• [Task item]
Repeat the stretch of entries below from the line with "filename src/fetch/open.rs" through the line with "than what is". Include both ends and add nothing.

• [Dataset]
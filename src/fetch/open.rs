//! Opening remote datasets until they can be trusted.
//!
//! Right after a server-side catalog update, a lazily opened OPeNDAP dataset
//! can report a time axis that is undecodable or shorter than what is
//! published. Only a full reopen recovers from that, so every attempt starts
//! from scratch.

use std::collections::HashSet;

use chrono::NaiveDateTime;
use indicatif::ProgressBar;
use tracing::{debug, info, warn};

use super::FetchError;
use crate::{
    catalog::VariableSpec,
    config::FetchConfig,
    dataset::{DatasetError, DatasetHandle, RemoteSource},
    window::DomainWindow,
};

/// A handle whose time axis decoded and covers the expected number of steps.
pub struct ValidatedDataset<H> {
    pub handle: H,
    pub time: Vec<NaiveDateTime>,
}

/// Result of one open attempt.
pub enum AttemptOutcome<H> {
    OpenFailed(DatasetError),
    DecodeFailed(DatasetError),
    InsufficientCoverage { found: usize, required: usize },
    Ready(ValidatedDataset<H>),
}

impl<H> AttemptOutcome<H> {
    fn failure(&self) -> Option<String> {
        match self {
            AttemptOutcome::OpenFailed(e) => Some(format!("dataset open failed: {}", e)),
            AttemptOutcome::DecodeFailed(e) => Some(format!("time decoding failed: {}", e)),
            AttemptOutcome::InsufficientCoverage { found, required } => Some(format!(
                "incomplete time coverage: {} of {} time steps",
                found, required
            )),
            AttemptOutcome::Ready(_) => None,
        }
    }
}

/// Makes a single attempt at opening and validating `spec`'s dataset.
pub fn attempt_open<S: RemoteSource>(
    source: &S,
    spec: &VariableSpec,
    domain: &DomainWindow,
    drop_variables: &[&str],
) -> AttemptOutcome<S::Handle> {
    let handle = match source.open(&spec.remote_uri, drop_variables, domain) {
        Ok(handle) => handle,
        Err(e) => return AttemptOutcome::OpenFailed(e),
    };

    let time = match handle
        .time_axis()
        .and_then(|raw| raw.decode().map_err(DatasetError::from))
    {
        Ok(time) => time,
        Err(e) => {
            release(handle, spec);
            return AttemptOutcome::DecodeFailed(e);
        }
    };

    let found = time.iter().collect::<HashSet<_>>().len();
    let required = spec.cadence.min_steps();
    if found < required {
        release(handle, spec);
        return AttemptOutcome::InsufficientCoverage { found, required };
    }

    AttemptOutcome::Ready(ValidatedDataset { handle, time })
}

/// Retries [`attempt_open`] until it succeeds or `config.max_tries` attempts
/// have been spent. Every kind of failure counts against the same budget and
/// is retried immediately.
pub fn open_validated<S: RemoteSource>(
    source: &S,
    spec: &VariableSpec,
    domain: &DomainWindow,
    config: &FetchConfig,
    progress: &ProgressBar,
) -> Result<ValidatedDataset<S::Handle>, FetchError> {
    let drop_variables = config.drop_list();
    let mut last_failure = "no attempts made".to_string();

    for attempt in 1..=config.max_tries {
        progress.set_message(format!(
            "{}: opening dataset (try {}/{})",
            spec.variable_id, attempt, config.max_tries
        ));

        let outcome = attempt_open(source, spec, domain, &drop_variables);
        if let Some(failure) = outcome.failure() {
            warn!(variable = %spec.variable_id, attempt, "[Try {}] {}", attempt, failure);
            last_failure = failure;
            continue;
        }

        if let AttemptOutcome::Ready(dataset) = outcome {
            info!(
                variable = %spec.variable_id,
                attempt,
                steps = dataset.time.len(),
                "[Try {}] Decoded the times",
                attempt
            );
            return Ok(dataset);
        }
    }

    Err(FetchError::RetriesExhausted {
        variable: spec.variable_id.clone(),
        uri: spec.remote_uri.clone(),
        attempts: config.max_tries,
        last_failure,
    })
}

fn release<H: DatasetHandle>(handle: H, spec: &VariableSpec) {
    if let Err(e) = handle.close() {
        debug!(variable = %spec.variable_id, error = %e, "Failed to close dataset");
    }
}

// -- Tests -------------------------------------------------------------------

* * *

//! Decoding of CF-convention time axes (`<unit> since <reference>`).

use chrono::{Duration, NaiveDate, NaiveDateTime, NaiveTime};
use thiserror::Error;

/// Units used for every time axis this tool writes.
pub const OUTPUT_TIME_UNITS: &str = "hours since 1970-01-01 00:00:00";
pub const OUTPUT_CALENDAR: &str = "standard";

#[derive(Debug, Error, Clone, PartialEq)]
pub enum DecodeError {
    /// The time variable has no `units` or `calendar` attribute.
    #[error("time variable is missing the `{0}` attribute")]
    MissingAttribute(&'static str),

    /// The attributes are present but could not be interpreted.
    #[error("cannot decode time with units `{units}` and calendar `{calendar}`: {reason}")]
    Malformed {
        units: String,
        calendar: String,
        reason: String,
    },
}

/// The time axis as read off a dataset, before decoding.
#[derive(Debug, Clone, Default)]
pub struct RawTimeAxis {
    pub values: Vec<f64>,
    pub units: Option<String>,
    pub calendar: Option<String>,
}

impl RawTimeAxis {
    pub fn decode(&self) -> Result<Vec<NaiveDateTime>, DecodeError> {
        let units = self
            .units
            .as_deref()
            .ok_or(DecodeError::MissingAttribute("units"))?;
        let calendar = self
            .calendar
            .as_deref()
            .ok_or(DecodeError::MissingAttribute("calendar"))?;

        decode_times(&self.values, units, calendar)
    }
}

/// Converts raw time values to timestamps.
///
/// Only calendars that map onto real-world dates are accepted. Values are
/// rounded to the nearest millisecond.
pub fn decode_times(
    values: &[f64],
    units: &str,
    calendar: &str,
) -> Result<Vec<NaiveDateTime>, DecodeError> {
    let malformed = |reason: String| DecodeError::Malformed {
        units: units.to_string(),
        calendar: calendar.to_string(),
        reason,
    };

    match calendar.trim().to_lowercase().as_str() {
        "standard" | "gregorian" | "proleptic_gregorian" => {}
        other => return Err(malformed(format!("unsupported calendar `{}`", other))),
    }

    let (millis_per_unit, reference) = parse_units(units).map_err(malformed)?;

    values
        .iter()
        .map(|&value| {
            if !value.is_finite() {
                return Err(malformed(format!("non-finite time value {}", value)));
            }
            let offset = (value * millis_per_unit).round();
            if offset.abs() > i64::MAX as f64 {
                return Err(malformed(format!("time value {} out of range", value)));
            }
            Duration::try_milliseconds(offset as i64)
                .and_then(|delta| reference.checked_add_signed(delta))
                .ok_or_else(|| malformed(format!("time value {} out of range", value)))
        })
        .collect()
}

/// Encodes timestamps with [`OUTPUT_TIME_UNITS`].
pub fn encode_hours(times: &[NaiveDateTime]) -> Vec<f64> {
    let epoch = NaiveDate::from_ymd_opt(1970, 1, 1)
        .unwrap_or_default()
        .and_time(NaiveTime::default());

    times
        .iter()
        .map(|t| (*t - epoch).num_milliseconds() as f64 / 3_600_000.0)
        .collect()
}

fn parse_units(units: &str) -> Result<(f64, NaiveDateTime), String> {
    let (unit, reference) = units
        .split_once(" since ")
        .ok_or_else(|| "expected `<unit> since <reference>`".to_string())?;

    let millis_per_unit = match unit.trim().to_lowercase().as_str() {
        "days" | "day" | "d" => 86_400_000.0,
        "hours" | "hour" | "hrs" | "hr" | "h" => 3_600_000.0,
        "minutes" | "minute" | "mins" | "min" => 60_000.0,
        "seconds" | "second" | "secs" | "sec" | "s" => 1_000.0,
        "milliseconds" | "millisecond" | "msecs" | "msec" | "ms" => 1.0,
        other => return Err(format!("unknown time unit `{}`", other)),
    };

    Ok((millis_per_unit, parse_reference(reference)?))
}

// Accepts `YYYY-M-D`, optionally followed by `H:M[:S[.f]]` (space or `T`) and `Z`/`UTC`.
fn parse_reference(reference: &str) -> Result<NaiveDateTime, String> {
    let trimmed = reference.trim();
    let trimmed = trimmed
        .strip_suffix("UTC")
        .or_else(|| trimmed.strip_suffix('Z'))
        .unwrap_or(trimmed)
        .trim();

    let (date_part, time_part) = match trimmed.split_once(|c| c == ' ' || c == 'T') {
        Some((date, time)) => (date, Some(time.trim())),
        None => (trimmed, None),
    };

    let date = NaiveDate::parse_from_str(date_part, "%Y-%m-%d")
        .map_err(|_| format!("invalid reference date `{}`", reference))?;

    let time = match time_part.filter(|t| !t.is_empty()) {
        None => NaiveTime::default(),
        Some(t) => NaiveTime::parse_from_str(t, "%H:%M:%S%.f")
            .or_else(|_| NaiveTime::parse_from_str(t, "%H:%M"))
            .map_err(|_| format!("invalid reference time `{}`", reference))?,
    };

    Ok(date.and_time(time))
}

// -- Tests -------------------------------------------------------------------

• [Task solution]
filename src/fetch/open.rs
//! Opening remote datasets until they can be trusted.
//!
//! Right after a server-side catalog update, a lazily opened OPeNDAP dataset
//! can report a time axis that is undecodable or shorter than what is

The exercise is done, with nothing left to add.